Regards sur la collection du Musée des Beaux-Arts à l’occasion de l’exposition “Plis. Art & Textile”

Texte de Julien Foucart – Conservateur du Musée des Beaux-Arts de Tournai

Vue de l’installation de Johan Muyle (Mon Manège à moi c’est toi, 1991-2020, techniques mixtes, Collection Fédération Wallonie – Bruxelles) et son environnement dans le hall du Musée des Beaux-Arts de Tournai
photo : Robin Legge

Partant de la redécouverte d’une œuvre ou d’une thématique, le Musée des Beaux-Arts met en place une nouvelle série d’expositions proposant des regards diversifiés sur sa collection. Nous invitons des auteurs, des créateurs contemporains, des étudiants ou des commissaires d’exposition à raconter une histoire nouvelle du musée.

Johan Muyle & les étudiants de l’atelier « sculpture » de La Cambre.

A l’occasion de l’exposition Plis. Art & textile et de l’installation de l’œuvre Mon Manège à moi c’est toi de Johan Muyle, nous avons invité l’artiste belge, de renommée internationale, et ses étudiants de la section ‘Sculpture’ de La Cambre (Bruxelles) à intervenir dans l’atrium du musée.

Mon Manège à moi c’est toi fait partie d’une série de sculptures d’assemblages réalisée par Johan Muyle au début des années 90.

Mise en mouvement par un mécanisme électrique, elle est la conjonction de représentations issues de cultures : une copie en plâtre d’une tête de déesse antique grecque – référence pour la statuaire de l’art occidental – est complétée d’une large robe qui, par ses tournoiements, fait quant à elle écho à la culture orientale et ses célèbres derviches tourneurs.

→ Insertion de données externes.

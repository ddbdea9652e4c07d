mod error;
mod log;
pub mod midware;
pub mod routes;
pub mod types;

pub use error::{ClientError, Error, WebResult};

pub const REQUEST_ID_HEADER: &str = "x-request-id";
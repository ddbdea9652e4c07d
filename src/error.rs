use crate::{config, database, web};

pub type Result<T> = core::result::Result<T, Error>;

#[derive(Debug, thiserror::Error)]
pub enum Error {
    #[error("config error: {0}")]
    Config(#[from] config::ConfigError),
    #[error("web error: {0}")]
    Web(#[from] web::Error),
    #[error("database error: {0}")]
    Database(#[from] database::Error),

    #[error("io error: {0}")]
    Io(#[from] std::io::Error),
}
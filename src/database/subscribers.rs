use chrono::{DateTime, Utc};
use serde::Serialize;
use sqlx::FromRow;
use tracing::info;
use uuid::Uuid;

use super::{DbManager, Error, Result};
use crate::web::types::SubscriberEmail;

/// A stored newsletter subscriber.
#[derive(Debug, Clone, Serialize, FromRow)]
#[serde(rename_all = "camelCase")]
pub struct Subscriber {
    pub id: Uuid,
    pub email: String,
    pub created_at: DateTime<Utc>,
}

impl DbManager {
    /// Inserts a new subscriber and returns the stored row.
    ///
    /// There is a single attempt and no surrounding transaction. Uniqueness is enforced by the
    /// `subscribers_email_key` constraint, a violation is returned as `Error::DuplicateSubscriber`.
    #[tracing::instrument(name = "Saving new subscriber to the database", skip_all)]
    pub async fn insert_subscriber(&self, email: &SubscriberEmail) -> Result<Subscriber> {
        let subscriber = sqlx::query_as::<_, Subscriber>(
            r#"
            INSERT INTO subscribers (id, email, created_at)
            VALUES ($1, $2, $3)
            RETURNING id, email, created_at
        "#,
        )
        .bind(Uuid::new_v4())
        .bind(email.as_ref())
        .bind(Utc::now())
        .fetch_one(self.db())
        .await
        .map_err(map_unique_violation)?;

        info!(subscriber_id = %subscriber.id, "new subscriber added to the list");

        Ok(subscriber)
    }
}

/// Turns the store's unique-violation signal (SQLSTATE 23505) into `Error::DuplicateSubscriber`,
/// every other error is propagated untouched.
fn map_unique_violation(error: sqlx::Error) -> Error {
    match error {
        sqlx::Error::Database(ref db_er) if db_er.is_unique_violation() => {
            Error::DuplicateSubscriber
        }
        _ => Error::Sqlx(error),
    }
}
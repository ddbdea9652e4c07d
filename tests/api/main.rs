//! Integration tests
//! Every test spawns the whole application on a random port against a freshly created database.

mod health_check;
mod helpers;
mod subscribe;
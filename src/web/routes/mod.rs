//! Contains all the routes that this application can handle.

mod api;
mod home;

// re-export errors
pub use api::{explore::ExploreError, subscribe::SubscribeError};

use crate::AppState;
use home::home;

use axum::{
    http::StatusCode,
    routing::{get, post},
    Router,
};

async fn health_check() -> StatusCode {
    StatusCode::OK
}

/// All the routes of the server
pub fn routes(app_state: AppState) -> Router {
    Router::new()
        .route("/", get(home))
        .with_state(app_state.clone())
        .nest("/api", api_routes(app_state))
        .route("/health-check", get(health_check))
}

/// API - Routes nested under "/api" path
fn api_routes(app_state: AppState) -> Router {
    Router::new()
        .route("/docs", get(api::docs))
        .route("/explore", post(api::explore))
        .route("/subscribe", post(api::subscribe))
        .with_state(app_state)
}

Vue de l’installation de Johan Muyle (Mon Manège à moi c’est toi, 1991-2020, techniques mixtes, Collection Fédération Wallonie – Bruxelles)
photo : Benoit Dochy
Installation des étudiants de l’atelier Sculpture de Johan Muyle à La Cambre
photo : Benoit Dochy

Tournant continuellement sur elle-même, jusqu’à l’absurde, cette sculpture hybride et métissée condenserait-elle l’image d’un monde dans lequel différentes cultures veulent cohabiter mais qui pourtant « ne tourne pas rond » ?

L’intitulé de l’œuvre, emprunté à la chanson écrite par Jean Constantin et popularisée par Édith Piaf, explore d’ailleurs ce rapport à l’autre en confrontant à l’échelle planétaire le sentiment amoureux où l’être aimé « fait tourner la tête ».

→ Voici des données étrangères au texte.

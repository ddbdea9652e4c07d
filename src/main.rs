use sentinel::{config::get_or_init_config, App, Result};

#[tokio::main]
async fn main() -> Result<()> {
    // We have a different logging mechanism for production
    #[cfg(not(debug_assertions))]
    {
        sentinel::init_production_tracing()
    }
    #[cfg(debug_assertions)]
    {
        sentinel::init_dbg_tracing();
    }

    let config = get_or_init_config();
    let app = App::build_from_config(config).await?;

    sentinel::serve(app).await?;

    Ok(())
}
use std::sync::Arc;

use axum::{
    http::{HeaderMap, Method, Uri},
    response::{IntoResponse, Response},
    Json,
};

use crate::web::{log, Error, REQUEST_ID_HEADER};

/// Turns an `Error` stored in the response extensions into the JSON body the client expects,
/// and logs every request.
pub async fn response_mapper(
    req_method: Method,
    uri: Uri,
    req_headers: HeaderMap,
    resp: Response,
) -> Response {
    let req_id = req_headers
        .get(REQUEST_ID_HEADER)
        .and_then(|id| id.to_str().ok())
        .unwrap_or_default();

    let web_error = resp.extensions().get::<Arc<Error>>().map(Arc::as_ref);
    let client_status_and_error = web_error.map(Error::status_code_and_client_error);

    let err_resp = client_status_and_error.as_ref().map(|(status, cl_err)| {
        let mut err_resp = (*status, Json(cl_err.body())).into_response();
        // Keep the propagated request id on the rebuilt response.
        if let Some(id) = resp.headers().get(REQUEST_ID_HEADER) {
            err_resp.headers_mut().insert(REQUEST_ID_HEADER, id.clone());
        }
        err_resp
    });

    let status_code = client_status_and_error
        .as_ref()
        .map(|(sc, _)| *sc)
        .unwrap_or(resp.status());

    log::log_request(
        req_id,
        &req_method,
        &uri,
        status_code,
        web_error,
        client_status_and_error.as_ref().map(|(_, ce)| ce),
    );

    err_resp.unwrap_or(resp)
}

Tu me fais tourner la tête
Mon manège à moi c’est toi
[…]

On pourrait changer d’planète
Tant qu’j’ai mon coeur près du tien
[…]

Pour qui elle se prend, la terre?
Ma parole y a qu’elle sur Terre
Y a qu’elle pour faire tant de mystères
Mais pour nous il y a pas de problèmes
Car c’est pour la vie qu’on s’aime
Et s’il y avait pas d’vie même
Nous on s’aimerait quand même

Edith Piaf, Mon manège à moi (1958)

Comme son titre l’indique, cette œuvre dynamique est conçue pour entrer en interaction avec le spectateur mais aussi, comme souvent chez l’artiste belge, avec l’environnement qui l’entoure.

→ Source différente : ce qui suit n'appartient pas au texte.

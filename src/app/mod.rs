pub mod serve;

// re-export
pub use serve::serve;

use std::{net::SocketAddr, sync::Arc};

use derive_more::Deref;
use tokio::net::TcpListener;
use tracing::info;

use crate::{config::AppConfig, database::DbManager, templ_manager::TemplateManager, Result};

// ###################################
// ->  Structs
// ###################################
pub struct App {
    pub app_state: AppState,
    pub listener: TcpListener,
}
impl App {
    pub fn new(app_state: AppState, listener: TcpListener) -> Self {
        App {
            app_state,
            listener,
        }
    }

    /// Connects to the database, loads the templates and binds the listener.
    /// Binding to port `0` lets the OS pick a free port, `App::addr` reports the bound one.
    pub async fn build_from_config(config: &AppConfig) -> Result<Self> {
        let dm = DbManager::init(config).await?;
        let tm = TemplateManager::init();

        let app_state = AppState::new(dm, tm);

        let addr = SocketAddr::from((config.net_config.host, config.net_config.app_port));
        let listener = TcpListener::bind(addr).await?;
        let addr = listener.local_addr()?;
        info!("{:<20} - {}", "Listening on:", addr);

        let app = App::new(app_state, listener);
        Ok(app)
    }

    pub fn addr(&self) -> Result<SocketAddr> {
        Ok(self.listener.local_addr()?)
    }
}

pub struct InternalState {
    pub database_mgr: DbManager,
    pub templ_mgr: TemplateManager,
}

/// Application state containing all global data.
/// It implements `Deref` to easily access the fields on `InternalState`
/// Uses an `Arc` so it can be cloned around.
#[derive(Clone, Deref)]
pub struct AppState(Arc<InternalState>);

impl AppState {
    pub fn new(database_mgr: DbManager, templ_mgr: TemplateManager) -> Self {
        AppState(Arc::new(InternalState {
            database_mgr,
            templ_mgr,
        }))
    }
}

C’est ainsi qu’à l’occasion de l’exposition “Plis. Art & textile”, Johan Muyle a repenseé la mise en place de son œuvre au sein du vaste hall du musée, d’ailleurs conçu par Victor Horta pour accueillir la collection de sculptures.

Dans ce contexte et durant un atelier de deux journées en compagnie de ses étudiants de la section Sculpture de l’Ecole Nationale Supérieure des Arts Visuels de La Cambre, ils ont opéré un choix parmi les œuvres en trois dimensions de la collection. L’agencement déroutant qui en résulte montre la face cachée de certaines pièces du musée et invite le visiteur, déambulant dans les espaces, à se créer ses propres associations.

On pourra sans doute percevoir dans ce parcours original, l’idée, chère à Brancusi, que la sculpture doit aspirer à être « une forme en mouvement ». Les œuvres de Guillaume Charlier, Jef Lambeaux, Jacques de Lalaing, Charles Van Der Stappen ou Georges Minne, choisies pour environner l’œuvre animée évoquent en effet le rôle fondamental joué par le pli ou le drapé pour exprimer la vie et défier la condition statique de la statuaire.

Jacques De Lalaing, L’Orateur, étude pour le Monument Jules de Burlet, Bourgmestre de Nivelles, Plâtre, 1899
photo : Benoit Dochy
Bathélémy Frison, Jeune fille au camée, marbre, n.d.
photo : Benoit Dochy

Du peplos (tunique de femme sans manche) de la statuaire antique au pli « à l’infini » de l’art baroque, le drapé fut sans aucun doute une préoccupation majeure pour les artistes qui traduisent sa matérialité tant sur une surface picturale que dans la dureté du marbre.

« Draperie » est d’ailleurs un mot  appartenant au champ lexical de l’art, utilisé pour analyser et identifier les écoles, les styles, les artistes.  Les drapés constituent dès lors un exercice de style mais sont aussi, bien plus qu’un anodin accessoire, un outil expressif pour les artistes.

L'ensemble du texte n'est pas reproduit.